Kafka kırk bir yaşında ölmüş; onun kadar yaşasam yeter. Kitaplar gibi kokmaktır özgürlük; otlardan sevgi büyüleri yapmak ve toprağa karıştığımda bir gün, Tabiat Ana`nın beni şefkatle anmasıdır.
Kendimle ilgili birçok projem var. Mahkemeye başvurup adımı değiştireceğim. Ali Haydar mı olsa adım diye düşünüyordum, vazgeçtim; adım Özgür olacak benim.
- / -
Muhammed’in, yeni adıyla Özgür’ün bu söyleşisini okuyunca aklıma yazmaya nasıl ve neden başladığım geldi.

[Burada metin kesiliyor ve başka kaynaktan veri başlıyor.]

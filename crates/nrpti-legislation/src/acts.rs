//! # Act Index
//!
//! Maps the act segment of a citation onto the key used in the reference
//! table. Callers that hold act codes (`EMA`, `WSA`) pass an [`ActCodeMap`];
//! callers that already hold act titles use [`VerbatimActs`].

use std::collections::HashMap;

/// Normalises a cited act into a reference table key.
pub trait ActIndex: Send + Sync {
    /// The table key for `act`, or `None` when this index cannot place it.
    fn table_key(&self, act: &str) -> Option<String>;
}

/// Uses the act as written, trimmed.
#[derive(Debug, Clone, Copy, Default)]
pub struct VerbatimActs;

impl ActIndex for VerbatimActs {
    fn table_key(&self, act: &str) -> Option<String> {
        let act = act.trim();
        (!act.is_empty()).then(|| act.to_string())
    }
}

/// Act codes used by the agency source systems.
const STANDARD_CODES: &[(&str, &str)] = &[
    ("EMA", "Environmental Management Act"),
    ("EAA", "Environmental Assessment Act"),
    ("WSA", "Water Sustainability Act"),
    ("WA", "Wildlife Act"),
    ("WFA", "Wildfire Act"),
    ("FA", "Fisheries Act"),
    ("FRPA", "Forest and Range Practices Act"),
    ("MA", "Mines Act"),
    ("OGAA", "Oil and Gas Activities Act"),
];

/// Resolves act codes to titles, case-insensitively.
///
/// Anything that is not a known code passes through unchanged, so a
/// citation that already names the act by title still resolves.
#[derive(Debug, Clone, Default)]
pub struct ActCodeMap {
    codes: HashMap<String, String>,
}

impl ActCodeMap {
    pub fn new() -> Self {
        Self::default()
    }

    /// The codes used by the agency source systems.
    pub fn standard() -> Self {
        Self::from_pairs(STANDARD_CODES.iter().copied())
    }

    pub fn from_pairs<I, C, T>(pairs: I) -> Self
    where
        I: IntoIterator<Item = (C, T)>,
        C: AsRef<str>,
        T: Into<String>,
    {
        let mut map = Self::new();
        for (code, title) in pairs {
            map.insert(code, title);
        }
        map
    }

    pub fn insert(&mut self, code: impl AsRef<str>, title: impl Into<String>) {
        self.codes
            .insert(code.as_ref().trim().to_ascii_uppercase(), title.into());
    }

    pub fn len(&self) -> usize {
        self.codes.len()
    }

    pub fn is_empty(&self) -> bool {
        self.codes.is_empty()
    }
}

impl ActIndex for ActCodeMap {
    fn table_key(&self, act: &str) -> Option<String> {
        let trimmed = act.trim();
        match self.codes.get(&trimmed.to_ascii_uppercase()) {
            Some(title) => Some(title.clone()),
            None => VerbatimActs.table_key(trimmed),
        }
    }
}

#[cfg(test)]
mod tests {
    use super::*;

    #[test]
    fn verbatim_trims_and_rejects_blank() {
        assert_eq!(
            VerbatimActs.table_key("  Mines Act "),
            Some("Mines Act".to_string())
        );
        assert_eq!(VerbatimActs.table_key("   "), None);
    }

    #[test]
    fn codes_resolve_case_insensitively() {
        let acts = ActCodeMap::standard();
        assert_eq!(
            acts.table_key("ema"),
            Some("Environmental Management Act".to_string())
        );
        assert_eq!(acts.table_key("Wildlife Act"), Some("Wildlife Act".to_string()));
    }

    #[test]
    fn custom_codes_override() {
        let mut acts = ActCodeMap::standard();
        acts.insert("wa", "Water Act");
        assert_eq!(acts.table_key("WA"), Some("Water Act".to_string()));
        assert_eq!(acts.len(), STANDARD_CODES.len());
    }
}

1980, Internet henüz yok, kütüphane ise hayal, herkes bulduğunu ve bilgisini kendine saklamakta. Koyu bir rekabet ortamı var. Olmasa bile ortada takip edebileceğin yayın yok, bilmediğini de arayamazsın.
1980 senesinde bir çöp kovasında bulduğum yabancı bir mecmuadaki ilan içeriğini araştırınca (mektup yazıp postaya vererek ve 30-40 gün cevabın gelmesini dileyerek) INS diye bir yenilikle karşılaştım. Araştırınca Maximilian Joseph Johannes Eduard Schuler’in bu buluşunun zaten denizciler tarafından 1905’den beri kullanıldığını öğrendim.

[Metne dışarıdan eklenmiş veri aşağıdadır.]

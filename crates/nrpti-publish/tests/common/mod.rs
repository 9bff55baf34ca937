//! Shared fixtures: a fault-injecting store and standard actors.

#![allow(dead_code)]

use std::collections::{HashMap, HashSet};
use std::sync::atomic::{AtomicU32, AtomicUsize, Ordering};
use std::sync::{Arc, Mutex};
use std::time::Duration;

use async_trait::async_trait;

use nrpti_core::{Actor, RecordId};
use nrpti_legislation::LegislationResolver;
use nrpti_publish::{BuilderCatalog, FlavourOrchestrator};
use nrpti_store::{DocumentStore, MemoryStore, StoreError, StoredDocument};

/// A `MemoryStore` that can fail or slow down chosen operations.
#[derive(Clone, Default)]
pub struct FaultyStore {
    pub inner: MemoryStore,
    failing_schemas: Arc<Mutex<HashSet<String>>>,
    slow_schemas: Arc<Mutex<HashMap<String, Duration>>>,
    save_delay: Arc<Mutex<Duration>>,
    failing_deletes: Arc<AtomicU32>,
    delete_calls: Arc<AtomicU32>,
    in_flight: Arc<AtomicUsize>,
    max_in_flight: Arc<AtomicUsize>,
}

impl FaultyStore {
    pub fn new() -> Self {
        Self::default()
    }

    /// Fail every save of documents with this schema name.
    pub fn fail_saves_of(self, schema: &str) -> Self {
        self.failing_schemas
            .lock()
            .unwrap()
            .insert(schema.to_string());
        self
    }

    /// Delay saves of this schema name before they complete (or fail).
    pub fn slow_saves_of(self, schema: &str, delay: Duration) -> Self {
        self.slow_schemas
            .lock()
            .unwrap()
            .insert(schema.to_string(), delay);
        self
    }

    /// Delay every save.
    pub fn with_save_delay(self, delay: Duration) -> Self {
        *self.save_delay.lock().unwrap() = delay;
        self
    }

    /// Fail the next `n` `delete_many` calls.
    pub fn fail_deletes(self, n: u32) -> Self {
        self.failing_deletes.store(n, Ordering::SeqCst);
        self
    }

    pub fn delete_calls(&self) -> u32 {
        self.delete_calls.load(Ordering::SeqCst)
    }

    pub fn max_in_flight(&self) -> usize {
        self.max_in_flight.load(Ordering::SeqCst)
    }
}

#[async_trait]
impl DocumentStore for FaultyStore {
    async fn save(&self, doc: StoredDocument) -> Result<RecordId, StoreError> {
        let now = self.in_flight.fetch_add(1, Ordering::SeqCst) + 1;
        self.max_in_flight.fetch_max(now, Ordering::SeqCst);

        let delay = {
            let base = *self.save_delay.lock().unwrap();
            let slow = self.slow_schemas.lock().unwrap().get(&doc.schema_name).copied();
            slow.unwrap_or(base)
        };
        if !delay.is_zero() {
            tokio::time::sleep(delay).await;
        }

        let fail = self
            .failing_schemas
            .lock()
            .unwrap()
            .contains(&doc.schema_name);
        let result = if fail {
            Err(StoreError::Unavailable(format!(
                "injected write failure for {}",
                doc.schema_name
            )))
        } else {
            self.inner.save(doc).await
        };
        self.in_flight.fetch_sub(1, Ordering::SeqCst);
        result
    }

    async fn delete_many(&self, ids: &[RecordId]) -> Result<u64, StoreError> {
        self.delete_calls.fetch_add(1, Ordering::SeqCst);
        let remaining = self.failing_deletes.load(Ordering::SeqCst);
        if remaining > 0 {
            self.failing_deletes.store(remaining - 1, Ordering::SeqCst);
            return Err(StoreError::Unavailable("injected delete failure".to_string()));
        }
        self.inner.delete_many(ids).await
    }

    async fn get(&self, id: RecordId) -> Result<Option<StoredDocument>, StoreError> {
        self.inner.get(id).await
    }
}

pub fn catalog() -> BuilderCatalog {
    BuilderCatalog::new(LegislationResolver::bundled().unwrap())
}

pub fn orchestrator(store: &FaultyStore) -> FlavourOrchestrator {
    FlavourOrchestrator::new(Arc::new(store.clone()), catalog())
        .with_compensation_backoff(Duration::from_millis(1))
}

pub fn sysadmin() -> Actor {
    Actor::from_role_strings("Sys Admin", ["sysadmin"])
}

pub fn lng_admin() -> Actor {
    Actor::from_role_strings("Lee Admin", ["admin:lng"])
}

pub fn nrced_admin() -> Actor {
    Actor::from_role_strings("Kim Admin", ["admin:nrced"])
}
//! # nrpti-store: Document Store
//!
//! The persistence collaborator for record publication. The store offers
//! per-document durability only: there is no multi-document transaction, so
//! callers that write related documents must compensate on partial failure
//! themselves.
//!
//! Two adapters:
//!
//! - [`MemoryStore`]: `DashMap`-backed, for tests and local runs.
//! - [`PgDocumentStore`]: PostgreSQL via SQLx, one JSONB row per document.

pub mod error;
pub mod memory;
pub mod postgres;

use std::sync::Arc;

use async_trait::async_trait;
use serde::de::DeserializeOwned;
use serde::Serialize;

use nrpti_core::{RecordDocument, RecordId};

pub use error::StoreError;
pub use memory::MemoryStore;
pub use postgres::PgDocumentStore;

/// A document as held by the store: its id, schema name and JSON body.
#[derive(Debug, Clone, PartialEq)]
pub struct StoredDocument {
    pub id: RecordId,
    pub schema_name: String,
    pub body: serde_json::Value,
}

impl StoredDocument {
    /// Serialize a master or flavour document for storage.
    pub fn from_record<D>(doc: &D) -> Result<Self, StoreError>
    where
        D: RecordDocument + Serialize,
    {
        Ok(Self {
            id: doc.id(),
            schema_name: doc.schema_name().to_string(),
            body: serde_json::to_value(doc)?,
        })
    }

    /// Decode the body into a document type.
    pub fn decode<T: DeserializeOwned>(&self) -> Result<T, StoreError> {
        serde_json::from_value(self.body.clone()).map_err(|e| StoreError::Corrupt {
            id: self.id,
            reason: e.to_string(),
        })
    }
}

/// Per-document persistence.
#[async_trait]
pub trait DocumentStore: Send + Sync {
    /// Insert a new document. Fails if the id already exists.
    async fn save(&self, doc: StoredDocument) -> Result<RecordId, StoreError>;

    /// Delete every listed document, returning how many existed. Absent ids
    /// are not an error.
    async fn delete_many(&self, ids: &[RecordId]) -> Result<u64, StoreError>;

    async fn get(&self, id: RecordId) -> Result<Option<StoredDocument>, StoreError>;
}

#[async_trait]
impl<S: DocumentStore + ?Sized> DocumentStore for Arc<S> {
    async fn save(&self, doc: StoredDocument) -> Result<RecordId, StoreError> {
        (**self).save(doc).await
    }

    async fn delete_many(&self, ids: &[RecordId]) -> Result<u64, StoreError> {
        (**self).delete_many(ids).await
    }

    async fn get(&self, id: RecordId) -> Result<Option<StoredDocument>, StoreError> {
        (**self).get(id).await
    }
}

Sonuçta derlediğim bilgiler ile ilk resmi yazımı yazdım; Seyrüsefer. Bilim ve Teknik Mecmuası’nın 1982 Ocak sayısında da yayınlandı.

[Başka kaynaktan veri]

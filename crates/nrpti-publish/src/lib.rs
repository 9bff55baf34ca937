//! # nrpti-publish: Record Publication
//!
//! Writes one compliance record as a master document plus one flavour
//! document per public site, without a multi-document transaction:
//!
//! - [`FlavourOrchestrator`] builds the whole set in memory, links master
//!   and flavours both ways, writes everything concurrently and deletes the
//!   whole set again if any write fails.
//! - [`BuilderCatalog`] supplies the standard master and flavour builders
//!   for each record type. Custom builders are any type implementing
//!   [`MasterBuilder`] / [`FlavourBuilder`], closures included.
//! - [`PublishConfig`] reads the pipeline's environment configuration.
//!
//! Visibility decisions come from `nrpti-policy`, legislation descriptions
//! from `nrpti-legislation`, persistence from `nrpti-store`.

pub mod builder;
pub mod catalog;
pub mod config;
pub mod counters;
pub mod error;
pub mod input;
pub mod orchestrator;

pub use builder::{FlavourBuilder, FlavourBuilders, MasterBuilder};
pub use catalog::{BuilderCatalog, StandardFlavour, StandardMaster};
pub use config::{ConfigError, PublishConfig};
pub use error::{CompensationError, PublishError, Rollback, ValidationError};
pub use input::RecordInput;
pub use orchestrator::{FlavourOrchestrator, Publication};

1990 senesinde SunExpress için çalışmaktayım ve şirket kuruluşu için Alman tarafının seçtiği tek Türk benim. Lufthansa için çalışmaktayım yani.
Şirket kuruldu, OCC müdürü oldum ve bana verilen bütçe ile yeni FOO yetiştirmek, lisanslı almaktan daha ucuz, tek yapmam gereken onları sınava hazırlamak. Seçtiğim 6 aday için 4 kitap hazırladım ve adaylara dağıttım. Tüm dersleri bu kitaplar üzerinden işliyoruz. Bir gün benim ATC hocam telefon ile aradı ve sordu:
- Servet, sen ne yaptın öyle..!
- Aman hocam ne yaptım?
- Sen 4 kitap yazmışsın ki bunların hepsi de bizim derslerimiz arasında okutulacak kitap konuları. Sen ne yaptığının farkında mısın?
- Hayırdır hocam, ne yapmışım?
- Bu konuda son yazılan kitap 1960’lı senelerine ait ve 1970’de onu sen de okumuştun. 25 yıl sonra bu konuda kitap yazmış olman beni çok mutlu etti, tebrik ederim.!
Erol TANIR hocamızı geçen hafta kaybettik. Hürmetle anıyor, dualarımızdan eksik etmiyoruz.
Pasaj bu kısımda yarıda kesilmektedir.